Türk Telekomünikasyon A.Ş.’nin tarifelerinin maliyet bazlı olarak oluşturması için, Telekomünikasyon Kurumu’nun tanıdığı geçiş süresi 31.12.2006 tarihinde dolmaktadır. Bu tarihten sonra Türk Telekomünikasyon A.Ş., tüm tarifelerini maliyet bazlı olarak hazırlamak zorundadır.
Türk Telekomünikasyon A.Ş., hem mevcut sabit telefon altyapısını işletmekte hem de bu altyapı üzerinden hizmet vermektedir. Bu hizmetin maliyetinin aynı altyapıyı aynı tarifelere göre kullanan lisanslı işletmecilerin maliyetinden farklı olamayacağı açıktır. Türk Telekomünikasyon A.Ş.’nin özelleştirilmesine onay veren Danıştay, altyapının Türk Telekomünikasyon A.Ş.’nin malı olmadığı ve Türk Telekomünikasyon A.Ş.‘nin sadece sınırlı süre işletme hakkı olduğunu özellikle belirtmiştir. Türk Telekomünikasyon A.Ş., bu altyapının işletmecisi olarak kendi verdiği hizmetler için, kendi hizmet bölümlerine daha düşük toptan tarife uygulayamaz. Altyapı hepimizin kullanımı için Kamu tarafından finanse edilmiş bir milli varlıktır. Bu bilgiler ışığında, bundan sonra yapılması gerekenler şunlardır;
Türk Telekomünikasyon A.Ş.’nin yeni tarifeleri mutlaka maliyet bazlı olmalıdır.
Mevcut arabağlantı fiyatları buna göre düzenlenmelidir.
Serbest rekabet koşullarının oluşturulabilmesi için, etkin piyasa gücüne sahip tüm işletmecilerin tarifelerinde, her ne ad altında olursa olsun, arabağlantı fiyatı + makul kar’dan daha düşük bir tarife oluşturulmasına izin verilmemelidir.

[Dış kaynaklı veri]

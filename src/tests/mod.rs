mod units_tests;
mod water_tests;

use crate::core::service::{HydrologService, NewUser};
use crate::core::units::VolumeUnit;
use crate::infrastructure::logging::in_memory::InMemoryAuditLog;
use crate::infrastructure::storage::in_memory::InMemoryStorage;
use chrono::{Offset, Utc};

pub fn create_test_service() -> HydrologService<InMemoryAuditLog, InMemoryStorage> {
    create_test_harness().0
}

/// Also hands back the storage and audit log so tests can backdate
/// entries and inspect audit records.
pub fn create_test_harness() -> (
    HydrologService<InMemoryAuditLog, InMemoryStorage>,
    InMemoryStorage,
    InMemoryAuditLog,
) {
    let storage = InMemoryStorage::new();
    let logging = InMemoryAuditLog::new();
    let service = HydrologService::new(
        storage.clone(),
        logging.clone(),
        "test-secret".to_string(),
        Utc.fix(),
    );
    (service, storage, logging)
}

pub fn test_registration(email: &str) -> NewUser {
    NewUser {
        name: "Test User".to_string(),
        email: email.to_string(),
        password: "hunter2".to_string(),
        daily_goal: Some(2000.0),
        unit_preference: VolumeUnit::Milliliters,
    }
}
use crate::core::errors::HydrologError;
use crate::core::units::{VolumeUnit, to_display, to_storage};

#[test]
fn test_liters_round_trip_exact_for_two_liters() {
    assert_eq!(to_display(2000, VolumeUnit::Liters), 2.0);
    assert_eq!(to_storage(2.0, VolumeUnit::Liters), 2000);
}

#[test]
fn test_milliliters_are_identity() {
    for amount in [1, 250, 500, 1750, 100_000] {
        let shown = to_display(amount, VolumeUnit::Milliliters);
        assert_eq!(shown, amount as f64);
        assert_eq!(to_storage(shown, VolumeUnit::Milliliters), amount);
    }
}

#[test]
fn test_display_rounds_to_one_decimal() {
    assert_eq!(to_display(500, VolumeUnit::Cups), 2.1);
    assert_eq!(to_display(250, VolumeUnit::FluidOunces), 8.5);
    assert_eq!(to_display(1750, VolumeUnit::Liters), 1.8);
}

#[test]
fn test_storage_truncates_milliliters_and_liters() {
    assert_eq!(to_storage(2.7, VolumeUnit::Milliliters), 2);
    assert_eq!(to_storage(1.2345, VolumeUnit::Liters), 1234);
}

#[test]
fn test_round_trip_within_rounding_error() {
    // (stored ml, unit, displayed, back in storage)
    let cases = [
        (250, VolumeUnit::Cups, 1.1, 260),
        (500, VolumeUnit::Cups, 2.1, 497),
        (2000, VolumeUnit::Cups, 8.5, 2011),
        (250, VolumeUnit::FluidOunces, 8.5, 251),
        (500, VolumeUnit::FluidOunces, 16.9, 500),
        (2000, VolumeUnit::FluidOunces, 67.6, 1999),
        (1750, VolumeUnit::Liters, 1.8, 1800),
        (2000, VolumeUnit::Liters, 2.0, 2000),
    ];
    for (stored, unit, displayed, back) in cases {
        assert_eq!(to_display(stored, unit), displayed, "display of {} {}", stored, unit);
        assert_eq!(to_storage(displayed, unit), back, "storage of {} {}", displayed, unit);
        // One displayed decimal place bounds the error by half a display unit
        let tolerance = to_storage(0.1, unit).max(1) / 2 + 1;
        assert!(
            (back - stored).abs() <= tolerance,
            "round trip drifted {} ml for {} {}",
            (back - stored).abs(),
            stored,
            unit
        );
    }
}

#[test]
fn test_unit_parsing_is_exhaustive() {
    assert_eq!("ml".parse::<VolumeUnit>().unwrap(), VolumeUnit::Milliliters);
    assert_eq!("L".parse::<VolumeUnit>().unwrap(), VolumeUnit::Liters);
    assert_eq!("cups".parse::<VolumeUnit>().unwrap(), VolumeUnit::Cups);
    assert_eq!("oz".parse::<VolumeUnit>().unwrap(), VolumeUnit::FluidOunces);
    assert!(matches!(
        "gallons".parse::<VolumeUnit>(),
        Err(HydrologError::UnknownUnit(_))
    ));
}

#[test]
fn test_unit_serde_rejects_unknown_values() {
    assert_eq!(
        serde_json::from_str::<VolumeUnit>("\"oz\"").unwrap(),
        VolumeUnit::FluidOunces
    );
    assert!(serde_json::from_str::<VolumeUnit>("\"liters\"").is_err());
}

#[test]
fn test_unit_display_matches_wire_names() {
    assert_eq!(VolumeUnit::Milliliters.to_string(), "ml");
    assert_eq!(VolumeUnit::Liters.to_string(), "L");
    assert_eq!(VolumeUnit::Cups.to_string(), "cups");
    assert_eq!(VolumeUnit::FluidOunces.to_string(), "oz");
}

Türk Telekom Telefon hizmetlerinin maliyetini etkileyecek unsurların büyük çoğunluğunun UMTH operatörleri için de girdi olduğunun gözönüne alınarak UMTH operatörlerinin Türk Telekom’dan temin ettiği tüm hizmet ücretleri de gözden geçirilmelidir (E1 yuva ücretleri, Yurtiçi kiralık devre, Yurtdışı kiralık devre, ATM, FR, Metro Ethernet vb. noktadan noktaya veri iletim amacıyla kullanılan hizmet tarifeleri vb.), UMTH işletmecilerinin diğer maliyetleri de gözönüne alınmalıdır, UMTH işletmecilerine ek bir ruhsat bedeli olmaksızın şehiriçi görüşme hizmeti sunma hakkı tanınmalıdır, Serbest rekabet koşullarının oluşturulabilmesi için, Lisanslı işletmecilerin şehiriçi görüşme hizmeti vermeye başlamalarından önce, Türk Telekomünikasyon A.Ş.’nin tarife değişikliğine gitmesine izin verilmemelidir.”